And a great victory it was, not only for the Poncas, but for all the Indians. Standing Bear's trip with the bones had gained him many new friends.

Now he traveled straight to the Niobrara, and nobody dared to stop him.

The next winter he made a tour of the East, with interpreters, and with Mr. Tibbles the newspaper ally. He spoke from many platforms, telling of the wrongs of the Indians. The newspapers everywhere spread his talk wider. Soon letters from white people and their societies began to pour into Washington, for the President and for the Congressmen.

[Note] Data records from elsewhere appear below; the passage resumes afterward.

//! Stream orchestration and detection debouncing.
//!
//! This crate provides:
//! - Per-stream detection smoothing (consistency + cooldown)
//! - Stream workers with reconnect-on-failure and prompt cancellation
//! - Registry-driven reconciliation of running workers
//! - Non-blocking event delivery to pluggable sinks
//! - Graceful shutdown

pub mod config;
pub mod error;
pub mod failure_tracker;
pub mod logging;
pub mod metrics;
pub mod orchestrator;
pub mod shutdown;
pub mod sink;
pub mod smoother;
pub mod stream_worker;

pub use config::WorkerConfig;
pub use error::{WorkerError, WorkerResult};
pub use logging::StreamLogger;
pub use orchestrator::{ReconcilePlan, ReconcileReport, StreamOrchestrator};
pub use shutdown::{ShutdownSignal, ShutdownTrigger};
pub use sink::{EventDispatcher, EventSink, FanoutSink, LogSink, SinkError, WebhookSink};
pub use smoother::{DetectionSmoother, SmootherConfig, SmootherState};
pub use stream_worker::{StreamWorker, WorkerContext, WorkerHandle, WorkerState};
//! Frame annotation for event payloads.
//!
//! Draws detection boxes onto a copy of the frame and encodes the result as
//! a base64 JPEG, small enough to ride along with a detection event.

use base64::Engine;
use image::codecs::jpeg::JpegEncoder;
use image::{Rgb, RgbImage};
use imageproc::drawing::draw_hollow_rect_mut;
use imageproc::rect::Rect;
use sctv_models::RawDetection;

use crate::error::MediaResult;
use crate::frame::Frame;

/// JPEG quality used for annotated frames.
pub const DEFAULT_JPEG_QUALITY: u8 = 70;

const BOX_COLOR: Rgb<u8> = Rgb([0, 255, 0]);
const BOX_THICKNESS: i32 = 2;

/// Copy the frame and draw one box per detection.
pub fn annotate_frame(frame: &Frame, detections: &[RawDetection]) -> MediaResult<RgbImage> {
    let mut image = frame.to_rgb_image()?;
    let (width, height) = image.dimensions();

    for detection in detections {
        let x1 = (detection.bbox.x1.max(0.0) as i32).min(width as i32 - 1);
        let y1 = (detection.bbox.y1.max(0.0) as i32).min(height as i32 - 1);
        let x2 = (detection.bbox.x2.max(0.0) as i32).min(width as i32 - 1);
        let y2 = (detection.bbox.y2.max(0.0) as i32).min(height as i32 - 1);

        for inset in 0..BOX_THICKNESS {
            let w = x2 - x1 - 2 * inset;
            let h = y2 - y1 - 2 * inset;
            if w <= 0 || h <= 0 {
                break;
            }
            let rect = Rect::at(x1 + inset, y1 + inset).of_size(w as u32, h as u32);
            draw_hollow_rect_mut(&mut image, rect, BOX_COLOR);
        }
    }

    Ok(image)
}

/// Encode an image as JPEG and return it base64-encoded.
pub fn encode_jpeg_base64(image: &RgbImage, quality: u8) -> MediaResult<String> {
    let mut buffer = Vec::new();
    let mut encoder = JpegEncoder::new_with_quality(&mut buffer, quality.clamp(1, 100));
    encoder.encode_image(image)?;
    Ok(base64::engine::general_purpose::STANDARD.encode(&buffer))
}

/// Encode a raw frame as JPEG bytes.
pub fn encode_jpeg(frame: &Frame, quality: u8) -> MediaResult<Vec<u8>> {
    let image = frame.to_rgb_image()?;
    let mut buffer = Vec::new();
    let mut encoder = JpegEncoder::new_with_quality(&mut buffer, quality.clamp(1, 100));
    encoder.encode_image(&image)?;
    Ok(buffer)
}
//! ML client error types.

use thiserror::Error;

pub type MlResult<T> = Result<T, MlError>;

#[derive(Debug, Error)]
pub enum MlError {
    #[error("ML service unavailable: {0}")]
    ServiceUnavailable(String),

    #[error("Request failed: {0}")]
    RequestFailed(String),

    #[error("Invalid response: {0}")]
    InvalidResponse(String),

    #[error("Frame encoding failed: {0}")]
    Encoding(#[from] sctv_media::MediaError),

    #[error("Network error: {0}")]
    Network(#[from] reqwest::Error),
}

impl MlError {
    pub fn is_retryable(&self) -> bool {
        matches!(self, MlError::ServiceUnavailable(_) | MlError::Network(_))
    }
}
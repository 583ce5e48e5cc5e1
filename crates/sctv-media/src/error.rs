//! Error types for media operations.

use thiserror::Error;

/// Result type for media operations.
pub type MediaResult<T> = Result<T, MediaError>;

/// Errors that can occur while acquiring or analyzing frames.
#[derive(Debug, Error)]
pub enum MediaError {
    #[error("FFmpeg not found in PATH")]
    FfmpegNotFound,

    #[error("Failed to open source {locator}: {message}")]
    OpenFailed { locator: String, message: String },

    #[error("Frame read failed: {0}")]
    ReadFailed(String),

    #[error("Invalid frame: {0}")]
    InvalidFrame(String),

    #[error("Detection failed: {0}")]
    DetectionFailed(String),

    #[error("Image encoding failed: {0}")]
    Encoding(#[from] image::ImageError),

    #[error("IO error: {0}")]
    Io(#[from] std::io::Error),
}

impl MediaError {
    pub fn open_failed(locator: impl Into<String>, message: impl Into<String>) -> Self {
        Self::OpenFailed {
            locator: locator.into(),
            message: message.into(),
        }
    }

    pub fn read_failed(message: impl Into<String>) -> Self {
        Self::ReadFailed(message.into())
    }

    /// Create a detection failure error.
    pub fn detection_failed(message: impl Into<String>) -> Self {
        Self::DetectionFailed(message.into())
    }
}
use std::process::Command;

use sctv_ml_client::HttpDetector;
use sctv_registry::RegistryClient;
use sctv_worker::WorkerConfig;

#[tokio::main]
async fn main() -> anyhow::Result<()> {
    let _ = rustls::crypto::ring::default_provider().install_default();
    dotenvy::dotenv().ok();

    let config = WorkerConfig::from_env();
    config.validate()?;

    println!(
        "sctv-selfcheck: starting with registry={} detector={}",
        config.api_base_url, config.detector_url
    );
    ensure_ffmpeg()?;
    ensure_registry(&config).await?;
    ensure_detector(&config).await?;

    println!("sctv-selfcheck: ok");
    Ok(())
}

fn ensure_ffmpeg() -> anyhow::Result<()> {
    let path = which::which("ffmpeg").map_err(|e| anyhow::anyhow!("ffmpeg not available: {}", e))?;
    let output = Command::new(&path).arg("-version").output()?;

    if !output.status.success() {
        return Err(anyhow::anyhow!(
            "ffmpeg -version failed: {:?}",
            output.status
        ));
    }
    Ok(())
}

async fn ensure_registry(config: &WorkerConfig) -> anyhow::Result<()> {
    let client = RegistryClient::new(config.registry_config())?;
    let streams = client.fetch_active().await?;
    println!("sctv-selfcheck: registry lists {} active streams", streams.len());
    Ok(())
}

async fn ensure_detector(config: &WorkerConfig) -> anyhow::Result<()> {
    let detector = HttpDetector::new(config.ml_client_config())?;
    if !detector.health_check().await? {
        return Err(anyhow::anyhow!(
            "detector at {} is not healthy",
            config.detector_url
        ));
    }
    Ok(())
}
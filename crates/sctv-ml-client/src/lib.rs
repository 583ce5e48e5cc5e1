//! Client for the object detection inference service.
//!
//! The service runs the vision model; this crate ships frames to it and
//! turns its answers into filtered `RawDetection`s behind the `Detector`
//! trait.

pub mod client;
pub mod error;
pub mod types;

pub use client::{HttpDetector, MlClientConfig};
pub use error::{MlError, MlResult};
pub use types::{DetectResponse, HealthResponse, WireDetection};
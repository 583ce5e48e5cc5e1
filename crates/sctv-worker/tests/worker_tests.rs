//! StreamWorker behaviour against scripted sources and detectors.

mod common;

use std::sync::Arc;
use std::time::Duration;

use common::{
    context, settle, stream, test_config, CollectingSink, CountingDetector, ScriptedSources,
    SourceScript,
};
use sctv_worker::{WorkerHandle, WorkerState};

#[tokio::test(start_paused = true)]
async fn test_detects_every_nth_frame() {
    // 44 frames: detection on frames 15 and 30 only
    let sources = ScriptedSources::new([SourceScript::Frames(44)]);
    let detector = CountingDetector::seeing(0);
    let sink = Arc::new(CollectingSink::default());

    let handle = WorkerHandle::spawn(
        stream("cam"),
        context(test_config(), sources.clone(), detector.clone(), sink),
    );
    settle(Duration::from_secs(10)).await;

    assert_eq!(detector.calls(), 2);
    assert!(handle.stop(Duration::from_secs(1)).await);
}

#[tokio::test(start_paused = true)]
async fn test_frame_counter_survives_reconnect() {
    // 20 + 10 frames across two connections is still frames 15 and 30
    let sources = ScriptedSources::new([SourceScript::Frames(20), SourceScript::Frames(10)]);
    let detector = CountingDetector::seeing(0);
    let sink = Arc::new(CollectingSink::default());

    let handle = WorkerHandle::spawn(
        stream("cam"),
        context(test_config(), sources.clone(), detector.clone(), sink),
    );
    settle(Duration::from_secs(10)).await;

    assert_eq!(detector.calls(), 2);
    assert_eq!(sources.opens(), 3);
    assert_eq!(sources.closes(), 2);
    handle.stop(Duration::from_secs(1)).await;
}

#[tokio::test(start_paused = true)]
async fn test_reconnect_keeps_smoother_history() {
    // Two positive samples, a dropped connection, then the third sample
    let sources = ScriptedSources::new([SourceScript::Frames(30), SourceScript::Frames(15)]);
    let detector = CountingDetector::seeing(1);
    let sink = Arc::new(CollectingSink::default());

    let handle = WorkerHandle::spawn(
        stream("cam"),
        context(test_config(), sources.clone(), detector.clone(), sink.clone()),
    );
    settle(Duration::from_secs(10)).await;

    assert_eq!(detector.calls(), 3);
    let events = sink.events();
    assert_eq!(events.len(), 1);
    assert_eq!(events[0].stream_id.as_str(), "cam");
    assert_eq!(events[0].detection_count, 1);
    handle.stop(Duration::from_secs(1)).await;
}

#[tokio::test(start_paused = true)]
async fn test_cooldown_spaces_events() {
    // One sample every 0.75s; first event at ~2.25s, next only after 10s
    let sources = ScriptedSources::new([SourceScript::Endless]);
    let detector = CountingDetector::seeing(2);
    let sink = Arc::new(CollectingSink::default());

    let handle = WorkerHandle::spawn(
        stream("cam"),
        context(test_config(), sources, detector, sink.clone()),
    );

    settle(Duration::from_secs(5)).await;
    assert_eq!(sink.events().len(), 1);

    settle(Duration::from_secs(15)).await;
    assert_eq!(sink.events().len(), 2);

    handle.stop(Duration::from_secs(1)).await;
}

#[tokio::test(start_paused = true)]
async fn test_event_carries_annotated_frame() {
    let config = sctv_worker::WorkerConfig {
        send_frame: true,
        ..test_config()
    };
    let sources = ScriptedSources::new([SourceScript::Frames(45)]);
    let detector = CountingDetector::seeing(1);
    let sink = Arc::new(CollectingSink::default());

    let handle = WorkerHandle::spawn(
        stream("gate"),
        context(config, sources, detector, sink.clone()),
    );
    settle(Duration::from_secs(10)).await;

    let events = sink.events();
    assert_eq!(events.len(), 1);
    assert_eq!(events[0].stream_name, "Camera gate");
    assert_eq!(events[0].event_type, "person_detection");
    assert!(events[0].frame_jpeg_base64.as_deref().is_some_and(|f| !f.is_empty()));
    handle.stop(Duration::from_secs(1)).await;
}

#[tokio::test(start_paused = true)]
async fn test_detector_failure_does_not_stop_pump() {
    let sources = ScriptedSources::new([SourceScript::Endless]);
    let detector = CountingDetector::failing();
    let sink = Arc::new(CollectingSink::default());

    let handle = WorkerHandle::spawn(
        stream("cam"),
        context(test_config(), sources.clone(), detector.clone(), sink.clone()),
    );
    settle(Duration::from_secs(5)).await;

    assert!(detector.calls() >= 5);
    assert_eq!(handle.state(), WorkerState::Running);
    assert_eq!(sources.opens(), 1);
    assert!(sink.events().is_empty());
    handle.stop(Duration::from_secs(1)).await;
}

#[tokio::test(start_paused = true)]
async fn test_open_failure_reconnects() {
    let sources = ScriptedSources::new([
        SourceScript::FailOpen,
        SourceScript::FailOpen,
        SourceScript::Endless,
    ]);
    let detector = CountingDetector::seeing(0);
    let sink = Arc::new(CollectingSink::default());

    let handle = WorkerHandle::spawn(
        stream("cam"),
        context(test_config(), sources.clone(), detector, sink),
    );

    settle(Duration::from_millis(150)).await;
    assert_eq!(handle.state(), WorkerState::Reconnecting);

    settle(Duration::from_secs(1)).await;
    assert_eq!(handle.state(), WorkerState::Running);
    assert_eq!(sources.opens(), 3);
    handle.stop(Duration::from_secs(1)).await;
}

#[tokio::test(start_paused = true)]
async fn test_cancellation_stops_promptly() {
    let sources = ScriptedSources::new([SourceScript::Endless]);
    let detector = CountingDetector::seeing(1);
    let sink = Arc::new(CollectingSink::default());

    let handle = WorkerHandle::spawn(
        stream("cam"),
        context(test_config(), sources.clone(), detector.clone(), sink),
    );
    settle(Duration::from_secs(2)).await;

    let state = handle.subscribe();
    assert!(handle.stop(Duration::from_secs(1)).await);
    assert_eq!(*state.borrow(), WorkerState::Stopped);
    assert_eq!(sources.closes(), 1);

    // No detector calls after the stop was observed
    let calls = detector.calls();
    settle(Duration::from_secs(5)).await;
    assert_eq!(detector.calls(), calls);
}

#[tokio::test(start_paused = true)]
async fn test_cancel_during_stalled_read() {
    // The script is empty, so the only source never yields a frame
    let sources = ScriptedSources::new(Vec::new());
    let detector = CountingDetector::seeing(0);
    let sink = Arc::new(CollectingSink::default());

    let handle = WorkerHandle::spawn(
        stream("cam"),
        context(test_config(), sources, detector.clone(), sink),
    );
    settle(Duration::from_secs(1)).await;
    assert_eq!(handle.state(), WorkerState::Running);

    let stopped = tokio_test::assert_ok!(
        tokio::time::timeout(Duration::from_secs(2), handle.stop(Duration::from_secs(1))).await
    );
    assert!(stopped);
    assert_eq!(detector.calls(), 0);
}
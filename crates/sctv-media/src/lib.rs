//! Frame acquisition and detector seams for stream monitoring.
//!
//! This crate provides:
//! - The `FrameSource` / `FrameSourceFactory` / `Detector` traits
//! - An FFmpeg-backed frame source for RTSP, HTTP, file and v4l2 inputs
//! - Confidence / area filtering of raw detections
//! - Frame annotation and JPEG/base64 encoding for event payloads

pub mod annotate;
pub mod error;
pub mod ffmpeg_source;
pub mod filter;
pub mod frame;
pub mod traits;

pub use annotate::{annotate_frame, encode_jpeg, encode_jpeg_base64, DEFAULT_JPEG_QUALITY};
pub use error::{MediaError, MediaResult};
pub use ffmpeg_source::{FfmpegFrameSource, FfmpegSourceConfig, FfmpegSourceFactory};
pub use filter::{DetectionFilter, DEFAULT_MIN_AREA};
pub use frame::Frame;
pub use traits::{Detector, FrameSource, FrameSourceFactory};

As a result, in the spring of 1880 the Senate of the United States sent a commission into the West, to find out if Standing Bear's stories were really true.

They were true. Therefore the Poncas were told that they might go back to the Niobrara, if they wished. Some did so. They were called the Cold Country Band. Those who were willing to stay in the Indian Territory were granted better lands, and they were paid for the lands that they had lost in the north. They were called the Hot Country Band.

Each band was given titles to the lands held by it. The Omahas, too, won out, and were given titles. They and the Poncas secured the rights of citizens of the United States.

As for Standing Bear, he died, well satisfied and much honored, in 1908, aged seventy-nine, and was buried there near the Niobrara, in ancient Ponca country, where his ancestors slept. He had saved his tribe.